### What to do
In the records below, find the line holding "Ok(Bytes::from(title))" and the line holding "let third = layer". Set down both, with every line between them, exactly.

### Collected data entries
= = = = =
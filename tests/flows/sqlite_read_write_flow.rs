#[path = "../common/mod.rs"]
mod common;

use bytes::Bytes;
use common::{limiter, pool_config, read_request};
use futures::future::BoxFuture;
use futures::FutureExt;
use quire_domain::config::CacheConfig;
use quire_domain::{ClientType, DomainError, ReplicaInfo, TargetType};
use quire_infrastructure::cache::CacheManager;
use quire_infrastructure::pool::{ConnectionPoolManager, SqliteConnectionFactory};
use quire_infrastructure::routing::WorkloadIsolator;
use quire_infrastructure::{RequestContext, ResourceLayer};
use sqlx::SqliteConnection;
use std::sync::Arc;
use std::time::Duration;
use tempfile::TempDir;

const STORY_SQL: &str = "SELECT title FROM stories WHERE id = 1";

fn sqlite_layer(dir: &TempDir, web_limit: u32) -> ResourceLayer<SqliteConnectionFactory> {
    let url = format!("sqlite://{}", dir.path().join("flow.db").display());
    let pools = ConnectionPoolManager::new(
        &pool_config(0, 2),
        SqliteConnectionFactory::reader(&url).unwrap(),
        SqliteConnectionFactory::writer(&url).unwrap(),
    );
    // The read-only handle on the same file stands in for a replica.
    let isolator = WorkloadIsolator::new(
        "primary",
        5432,
        vec![ReplicaInfo::new("local-replica", 5432).with_lag(0.0)],
        5.0,
    );
    ResourceLayer::new(
        Arc::new(CacheManager::tier1_only(&CacheConfig::default())),
        Arc::new(pools),
        Arc::new(isolator),
        Arc::new(limiter(web_limit)),
        Duration::from_secs(1),
    )
}

fn db_error(e: sqlx::Error) -> DomainError {
    DomainError::ConnectionFactory(e.to_string())
}

async fn seed(layer: &ResourceLayer<SqliteConnectionFactory>, ctx: &RequestContext) {
    layer
        .execute_write(ctx, &[], |conn: &mut SqliteConnection| {
            async move {
                sqlx::query("CREATE TABLE stories (id INTEGER PRIMARY KEY, title TEXT NOT NULL)")
                    .execute(&mut *conn)
                    .await
                    .map_err(db_error)?;
                sqlx::query("INSERT INTO stories (id, title) VALUES (1, 'launch day')")
                    .execute(&mut *conn)
                    .await
                    .map_err(db_error)?;
                Ok(Bytes::new())
            }
            .boxed()
        })
        .await
        .unwrap();
}

fn fetch_title(conn: &mut SqliteConnection) -> BoxFuture<'_, Result<Bytes, DomainError>> {
    async move {
        let title: String = sqlx::query_scalar(STORY_SQL)
            .fetch_one(&mut *conn)
            .await
            .map_err(db_error)?;
        Ok(Bytes::from(title))
    }
    .boxed()
}

// ============================================================================
// Read/write cycle
// ============================================================================

#[tokio::test]
async fn test_read_is_cached_until_write_invalidates_its_tag() {
    let dir = TempDir::new().unwrap();
    let layer = sqlite_layer(&dir, 100);
    let ctx = RequestContext::new("reader-1", ClientType::Web);
    seed(&layer, &ctx).await;

    let first = layer
        .execute_read(&ctx, read_request("story:1", STORY_SQL, &["story:1"]), fetch_title)
        .await
        .unwrap();
    assert!(!first.cache_hit);
    assert_eq!(first.value, Bytes::from("launch day"));
    assert_eq!(first.target.unwrap().target_type, TargetType::Replica);

    let second = layer
        .execute_read(&ctx, read_request("story:1", STORY_SQL, &["story:1"]), fetch_title)
        .await
        .unwrap();
    assert!(second.cache_hit);
    assert_eq!(second.value, Bytes::from("launch day"));

    let write = layer
        .execute_write(&ctx, &["story:1"], |conn: &mut SqliteConnection| {
            async move {
                sqlx::query("UPDATE stories SET title = 'launch recap' WHERE id = 1")
                    .execute(&mut *conn)
                    .await
                    .map_err(db_error)?;
                Ok(Bytes::new())
            }
            .boxed()
        })
        .await
        .unwrap();
    assert_eq!(write.invalidated, 1);

    let third = layer
        .execute_read(&ctx, read_request("story:1", STORY_SQL, &["story:1"]), fetch_title)
        .await
        .unwrap();
    assert!(!third.cache_hit);
    assert_eq!(third.value, Bytes::from("launch recap"));

    layer.shutdown().await;
}

#[tokio::test]
async fn test_connections_return_to_their_pools() {
    let dir = TempDir::new().unwrap();
    let layer = sqlite_layer(&dir, 100);
    let ctx = RequestContext::new("reader-1", ClientType::Web);
    seed(&layer, &ctx).await;

    layer
        .execute_read(&ctx, read_request("story:1", STORY_SQL, &[]), fetch_title)
        .await
        .unwrap();

    let stats = layer.stats();
    assert_eq!(stats.pools.read.active_connections, 0);
    assert_eq!(stats.pools.read.idle_connections, 1);
    assert_eq!(stats.pools.write.active_connections, 0);
    assert_eq!(stats.pools.write.idle_connections, 1);

    layer.shutdown().await;
    let stats = layer.stats();
    assert_eq!(stats.pools.read.total_connections, 0);
    assert_eq!(stats.pools.write.total_connections, 0);
}

#[tokio::test]
async fn test_failed_backend_call_is_not_cached() {
    let dir = TempDir::new().unwrap();
    let layer = sqlite_layer(&dir, 100);
    let ctx = RequestContext::new("reader-1", ClientType::Web);

    // Nothing has created the database file yet.
    let result = layer
        .execute_read(&ctx, read_request("story:1", STORY_SQL, &[]), fetch_title)
        .await;
    assert!(result.is_err());
    assert_eq!(layer.cache().get_stats().tier1.size, 0);
    let read = layer.stats().pools.read;
    assert_eq!(read.active_connections, 0);
    assert_eq!(read.connection_errors, 1);
}

// ============================================================================
// Admission
// ============================================================================

#[tokio::test]
async fn test_quota_rejects_before_touching_the_database() {
    let dir = TempDir::new().unwrap();
    let layer = sqlite_layer(&dir, 2);
    let ctx = RequestContext::new("busy-user", ClientType::Web);
    seed(&layer, &ctx).await;

    layer
        .execute_read(&ctx, read_request("story:1", STORY_SQL, &[]), fetch_title)
        .await
        .unwrap();

    let rejected = layer
        .execute_read(&ctx, read_request("story:1", STORY_SQL, &[]), fetch_title)
        .await
        .unwrap_err();
    match rejected {
        DomainError::RateLimitExceeded { limit, retry_after_secs } => {
            assert_eq!(limit, 2);
            assert!(retry_after_secs >= 1);
        }
        other => panic!("expected rate limit rejection, got {other:?}"),
    }

    let admin = RequestContext::new("busy-user", ClientType::Web).admin();
    let outcome = layer
        .execute_read(&admin, read_request("story:1", STORY_SQL, &[]), fetch_title)
        .await
        .unwrap();
    assert!(outcome.rate_limit.is_none());
    assert!(outcome.cache_hit);

    layer.shutdown().await;
}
= = = = =
### Answer below
        Ok(Bytes::from(title))
    }
    .boxed()
}

// ============================================================================
// Read/write cycle
// ============================================================================

#[tokio::test]
async fn test_read_is_cached_until_write_invalidates_its_tag() {
    let dir = TempDir::new().unwrap();
    let layer = sqlite_layer(&dir, 100);
    let ctx = RequestContext::new("reader-1", ClientType::Web);
    seed(&layer, &ctx).await;

    let first = layer
        .execute_read(&ctx, read_request("story:1", STORY_SQL, &["story:1"]), fetch_title)
        .await
        .unwrap();
    assert!(!first.cache_hit);
    assert_eq!(first.value, Bytes::from("launch day"));
    assert_eq!(first.target.unwrap().target_type, TargetType::Replica);

    let second = layer
        .execute_read(&ctx, read_request("story:1", STORY_SQL, &["story:1"]), fetch_title)
        .await
        .unwrap();
    assert!(second.cache_hit);
    assert_eq!(second.value, Bytes::from("launch day"));

    let write = layer
        .execute_write(&ctx, &["story:1"], |conn: &mut SqliteConnection| {
            async move {
                sqlx::query("UPDATE stories SET title = 'launch recap' WHERE id = 1")
                    .execute(&mut *conn)
                    .await
                    .map_err(db_error)?;
                Ok(Bytes::new())
            }
            .boxed()
        })
        .await
        .unwrap();
    assert_eq!(write.invalidated, 1);

    let third = layer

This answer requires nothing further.